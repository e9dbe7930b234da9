//! TaskForge - task orchestration core for a multi-agent development system
//!
//! TaskForge turns a natural-language project request into a dependency
//! graph of executable tasks, assigns each task to the best-matching
//! specialist worker, drives the graph to completion under concurrency and
//! failure, and enforces review/QA quality gates between tasks.
//!
//! # Core flow
//!
//! - **Analyze**: [`analyzer`] distills the request into a blueprint and a
//!   task list through the [`llm`] adapter, falling back to a rule-based
//!   planner when the service is unreachable
//! - **Gate**: [`gates`] injects code-review and QA checkpoints behind every
//!   development task
//! - **Graph**: [`graph`] owns nodes, inferred edges, the critical path and
//!   every status transition
//! - **Execute**: [`scheduler`] assigns ready tasks to [`registry`] workers
//!   and supervises external specialist processes through [`driver`]
//! - **Observe & recover**: [`events`] streams the run; [`recovery`] keeps
//!   named snapshots for the restore ladder

pub mod analyzer;
pub mod cli;
pub mod config;
pub mod domain;
pub mod driver;
pub mod events;
pub mod gates;
pub mod graph;
pub mod llm;
pub mod orchestrator;
pub mod recovery;
pub mod registry;
pub mod sanitize;
pub mod scheduler;

// Re-export commonly used types
pub use analyzer::{RequirementsAnalyzer, RuleBasedPlanner};
pub use config::{Config, LlmConfig};
pub use domain::{
    AnalyzedProject, Analysis, Assignment, Blueprint, Capability, CheckpointKind, DataItem, Dependency, EdgeKind,
    ExperienceLevel, IntegrationContracts, Priority, Request, Task, TaskKind, TaskStatus, Worker, WorkerRole,
};
pub use driver::{DriverConfig, InvocationOutcome, PromptBuilder, WorkerDriver};
pub use events::{Event, EventBus, EventRecord, ErrorKind, ProjectEvents};
pub use gates::{CheckpointVerdict, Finding, QualityGates, Severity};
pub use graph::{GraphEngine, GraphError, GraphExport, GraphStats, ReadyTask};
pub use llm::{create_adapter, CachedAdapter, HttpAdapter, LlmAdapter, LlmError};
pub use orchestrator::{Orchestrator, ProjectStatus};
pub use recovery::{CheckpointStore, RECOVERY_LADDER};
pub use registry::{RegistryError, Selection, WorkerRegistry};
pub use sanitize::{PromptTooLarge, Sanitizer, SizeCheck};
pub use scheduler::{RunOutcome, Scheduler};
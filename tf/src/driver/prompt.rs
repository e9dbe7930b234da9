//! Worker prompt composition
//!
//! One handlebars template renders the specialist prompt from the task and
//! its dependency outputs. Oversized prompts are reduced structurally -
//! dependency payloads go first, then validation criteria, then the
//! description is truncated - before the minimal fallback of title plus
//! specialist kind. Nothing is ever cut mid-sentence silently.

use handlebars::Handlebars;
use serde::Serialize;
use tracing::{debug, warn};

use crate::domain::Task;
use crate::graph::DependencyOutput;
use crate::sanitize::{PromptTooLarge, Sanitizer};

const WORKER_TEMPLATE_NAME: &str = "worker";

const WORKER_TEMPLATE: &str = "\
# Task: {{title}}
Specialist: {{specialist}}

{{description}}
{{#if contracts}}
## Integration contracts
{{#each contracts}}
- {{this}}
{{/each}}
{{/if}}
{{#if criteria}}
## Validation criteria
{{#each criteria}}
- {{this}}
{{/each}}
{{/if}}
{{#if deps}}
## Dependency outputs
{{#each deps}}
### {{this.task_id}}
{{this.payload}}
{{/each}}
{{/if}}
";

#[derive(Serialize)]
struct DepContext {
    task_id: String,
    payload: String,
}

#[derive(Serialize)]
struct PromptContext {
    title: String,
    specialist: String,
    description: String,
    contracts: Vec<String>,
    criteria: Vec<String>,
    deps: Vec<DepContext>,
}

/// Builds size-validated worker prompts
pub struct PromptBuilder {
    handlebars: Handlebars<'static>,
    sanitizer: Sanitizer,
}

impl PromptBuilder {
    pub fn new(sanitizer: Sanitizer) -> Self {
        let mut handlebars = Handlebars::new();
        handlebars.register_escape_fn(handlebars::no_escape);
        // The template is a compile-time constant; registration cannot fail
        // for it, but avoid panicking on principle.
        if let Err(e) = handlebars.register_template_string(WORKER_TEMPLATE_NAME, WORKER_TEMPLATE) {
            warn!(error = %e, "Worker template failed to register, prompts degrade to fallback");
        }
        Self { handlebars, sanitizer }
    }

    /// Compose the prompt for one task, reducing structurally until it fits
    /// the byte ceiling.
    pub fn compose(&self, task: &Task, deps: &[DependencyOutput]) -> Result<String, PromptTooLarge> {
        let context_label = format!("task {}", task.id);

        // Full prompt: everything included
        let full = self.render(task, deps, true, true, None);
        if self.sanitizer.validate_size(&full, &context_label).is_ok() {
            return Ok(full);
        }
        warn!(task_id = %task.id, "Prompt over limit, dropping dependency payloads");

        // Drop dependency result payloads, keep output names
        let without_payloads = self.render(task, deps, false, true, None);
        if self.sanitizer.validate_size(&without_payloads, &context_label).is_ok() {
            return Ok(without_payloads);
        }
        warn!(task_id = %task.id, "Prompt still over limit, dropping validation criteria");

        // Drop validation criteria too
        let bare = self.render(task, deps, false, false, None);
        if self.sanitizer.validate_size(&bare, &context_label).is_ok() {
            return Ok(bare);
        }
        warn!(task_id = %task.id, "Prompt still over limit, truncating description");

        // Truncate the description hard
        let truncated = self.render(task, deps, false, false, Some(512));
        if self.sanitizer.validate_size(&truncated, &context_label).is_ok() {
            return Ok(truncated);
        }

        // Minimal fallback: title and specialist kind only
        let minimal = Sanitizer::fallback_description(&task.title, &task.specialist_kind);
        self.sanitizer.validate_size(&minimal, &context_label)?;
        Ok(minimal)
    }

    fn render(
        &self,
        task: &Task,
        deps: &[DependencyOutput],
        include_payloads: bool,
        include_criteria: bool,
        description_cap: Option<usize>,
    ) -> String {
        let description = match description_cap {
            Some(cap) => Sanitizer::new(cap, usize::MAX).clean(&task.description),
            None => task.description.clone(),
        };

        let mut contracts = Vec::new();
        let c = &task.integration_contracts;
        for api in &c.provides_api {
            contracts.push(format!("provides API: {}", api));
        }
        for api in &c.consumes_api {
            contracts.push(format!("consumes API: {}", api));
        }
        for schema in &c.defines_schema {
            contracts.push(format!("defines schema: {}", schema));
        }
        for schema in &c.requires_schema {
            contracts.push(format!("requires schema: {}", schema));
        }
        for interface in &c.establishes_interface {
            contracts.push(format!("establishes interface: {}", interface));
        }

        let dep_contexts = deps
            .iter()
            .map(|dep| {
                let payload = if include_payloads {
                    match &dep.result {
                        Some(result) => serde_json::to_string_pretty(result)
                            .unwrap_or_else(|_| "<unserializable result>".to_string()),
                        None => outputs_line(dep),
                    }
                } else {
                    outputs_line(dep)
                };
                DepContext { task_id: dep.task_id.clone(), payload }
            })
            .collect();

        let context = PromptContext {
            title: task.title.clone(),
            specialist: task.specialist_kind.clone(),
            description,
            contracts,
            criteria: if include_criteria { task.validation_criteria.clone() } else { Vec::new() },
            deps: dep_contexts,
        };

        match self.handlebars.render(WORKER_TEMPLATE_NAME, &context) {
            Ok(rendered) => rendered,
            Err(e) => {
                debug!(error = %e, "Template render failed, using fallback prompt");
                Sanitizer::fallback_description(&task.title, &task.specialist_kind)
            }
        }
    }
}

fn outputs_line(dep: &DependencyOutput) -> String {
    let names: Vec<&str> = dep.outputs.iter().map(|o| o.name.as_str()).collect();
    if names.is_empty() {
        "(no declared outputs)".to_string()
    } else {
        format!("outputs: {}", names.join(", "))
    }
}
impl WorkerDriver {
    pub fn new(config: DriverConfig) -> Self {
        Self {
            config,
            tracker: Arc::new(InvocationTracker::new()),
        }
    }

    pub fn tracker(&self) -> Arc<InvocationTracker> {
        Arc::clone(&self.tracker)
    }

    /// Whether a task description falls under the complex-work runtime cap
    pub fn is_complex(description: &str) -> bool {
        complex_pattern().is_match(description)
    }

    /// Run one invocation to completion or termination
    pub async fn invoke(
        &self,
        invocation_id: &str,
        task_id: &str,
        worker_id: &str,
        prompt: &str,
        complex: bool,
        mut cancel: watch::Receiver<bool>,
        events: &ProjectEvents,
    ) -> InvocationOutcome {
        let started = Instant::now();
        let mut collector = OutputCollector::new();

        let max_runtime = if complex {
            self.config.max_runtime_complex
        } else {
            self.config.max_runtime
        };
        debug!(invocation_id, task_id, worker_id, complex, ?max_runtime, "WorkerDriver::invoke");

        let mut child = match tokio::process::Command::new(&self.config.command)
            .args(&self.config.args)
            .stdin(Stdio::piped())
            .stdout(Stdio::piped())
            .stderr(Stdio::piped())
            .kill_on_drop(true)
            .spawn()
        {
            Ok(child) => child,
            Err(e) => {
                warn!(invocation_id, command = %self.config.command, error = %e, "Failed to spawn worker");
                return InvocationOutcome::failed(FailureKind::Spawn(e.to_string()), &collector, 0, None);
            }
        };

        if let Some(pid) = child.id() {
            self.tracker.register(invocation_id, pid as i32);
        }

        let (line_tx, mut line_rx) = mpsc::channel::<StreamLine>(256);
        if let Some(stdout) = child.stdout.take() {
            let tx = line_tx.clone();
            tokio::spawn(async move {
                let mut lines = BufReader::new(stdout).lines();
                while let Ok(Some(line)) = lines.next_line().await {
                    if tx.send(StreamLine::Out(line)).await.is_err() {
                        break;
                    }
                }
            });
        }
        if let Some(stderr) = child.stderr.take() {
            let tx = line_tx.clone();
            tokio::spawn(async move {
                let mut lines = BufReader::new(stderr).lines();
                while let Ok(Some(line)) = lines.next_line().await {
                    if tx.send(StreamLine::Err(line)).await.is_err() {
                        break;
                    }
                }
            });
        }
        drop(line_tx);

        // Feed the prompt concurrently with output draining; writing first
        // could deadlock against a worker that floods its pipes before
        // reading stdin. Dropping the handle closes the stream for EOF.
        if let Some(mut stdin) = child.stdin.take() {
            let prompt = prompt.to_string();
            let id = invocation_id.to_string();
            tokio::spawn(async move {
                if let Err(e) = stdin.write_all(prompt.as_bytes()).await {
                    debug!(invocation_id = %id, error = %e, "Failed writing prompt to worker stdin");
                }
            });
        }

        let runtime_deadline = started + max_runtime;
        let mut last_activity = Instant::now();
        let mut heartbeat = tokio::time::interval(self.config.heartbeat);
        heartbeat.set_missed_tick_behavior(tokio::time::MissedTickBehavior::Skip);
        heartbeat.tick().await; // the immediate first tick

        let failure = loop {
            let inactivity_deadline = last_activity + self.config.max_inactivity;
            tokio::select! {
                maybe_line = line_rx.recv() => match maybe_line {
                    Some(line) => {
                        last_activity = Instant::now();
                        let (text, is_stderr) = match &line {
                            StreamLine::Out(text) => (text.as_str(), false),
                            StreamLine::Err(text) => (text.as_str(), true),
                        };
                        let category = collector.push(text, is_stderr);
                        if category.is_important() {
                            events.task_progress(task_id, text);
                        }
                    }
                    // Both streams closed: the worker is finishing
                    None => break None,
                },
                _ = tokio::time::sleep_until(runtime_deadline) => {
                    warn!(invocation_id, task_id, "Max runtime exceeded");
                    break Some(FailureKind::Timeout(TimeoutKind::Runtime));
                }
                _ = tokio::time::sleep_until(inactivity_deadline) => {
                    warn!(invocation_id, task_id, "Max inactivity exceeded");
                    break Some(FailureKind::Timeout(TimeoutKind::Inactivity));
                }
                _ = heartbeat.tick() => {
                    events.worker_heartbeat(task_id, worker_id, started.elapsed().as_millis() as u64);
                }
                changed = cancel.changed() => {
                    if changed.is_err() || *cancel.borrow() {
                        info!(invocation_id, task_id, "Invocation cancelled");
                        break Some(FailureKind::Cancelled);
                    }
                }
            }
        };

        let duration_ms = started.elapsed().as_millis() as u64;

        if let Some(failure) = failure {
            self.terminate(&mut child).await;
            self.tracker.unregister(invocation_id);
            return InvocationOutcome::failed(failure, &collector, duration_ms, None);
        }

        // Output ended; collect the exit status
        let status = tokio::time::timeout(self.config.grace, child.wait()).await;
        self.tracker.unregister(invocation_id);
        let exit_code = match status {
            Ok(Ok(status)) => status.code(),
            Ok(Err(e)) => {
                warn!(invocation_id, error = %e, "Failed to reap worker");
                None
            }
            Err(_) => {
                warn!(invocation_id, "Worker closed its streams but did not exit, killing");
                let _ = child.kill().await;
                None
            }
        };

        let duration_ms = started.elapsed().as_millis() as u64;
        match exit_code {
            Some(0) => {
                debug!(invocation_id, task_id, duration_ms, "Invocation succeeded");
                InvocationOutcome {
                    exit_code,
                    duration_ms,
                    important: collector.important(),
                    tail: collector.tail(FAILURE_TAIL_LINES),
                    result_json: collector.last_json().cloned(),
                    failure: None,
                }
            }
            code => {
                info!(invocation_id, task_id, ?code, "Invocation failed");
                let mut outcome = InvocationOutcome::failed(
                    FailureKind::Exit(code.unwrap_or(-1)),
                    &collector,
                    duration_ms,
                    code,
                );
                // A clean nonzero exit still carries a parseable verdict;
                // checkpoint workers report failed reviews this way.
                outcome.result_json = collector.last_json().cloned();
                outcome
            }
        }
    }

    /// SIGTERM, wait out the grace period, then SIGKILL
    async fn terminate(&self, child: &mut tokio::process::Child) {
        if let Some(pid) = child.id() {
            let _ = kill(Pid::from_raw(pid as i32), Signal::SIGTERM);
            if tokio::time::timeout(self.config.grace, child.wait()).await.is_ok() {
                return;
            }
            warn!(pid, "Worker survived SIGTERM, killing");
        }
        let _ = child.kill().await;
    }

    /// Terminate every tracked invocation; used on shutdown and cancellation
    pub fn cleanup_session(&self) -> usize {
        self.tracker.terminate_all()
    }
}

YOUR OBJECTIVE → The lines to copy are those in the listing that contain the word "None".

SOLUTION TO THE PROBLEM →
        let full = self.render(task, deps, true, true, None);
        let without_payloads = self.render(task, deps, false, true, None);
        let bare = self.render(task, deps, false, false, None);
            None => task.description.clone(),
                        None => outputs_line(dep),
                return InvocationOutcome::failed(FailureKind::Spawn(e.to_string()), &collector, 0, None);
                    None => break None,
            return InvocationOutcome::failed(failure, &collector, duration_ms, None);
                None
                None
                    failure: None,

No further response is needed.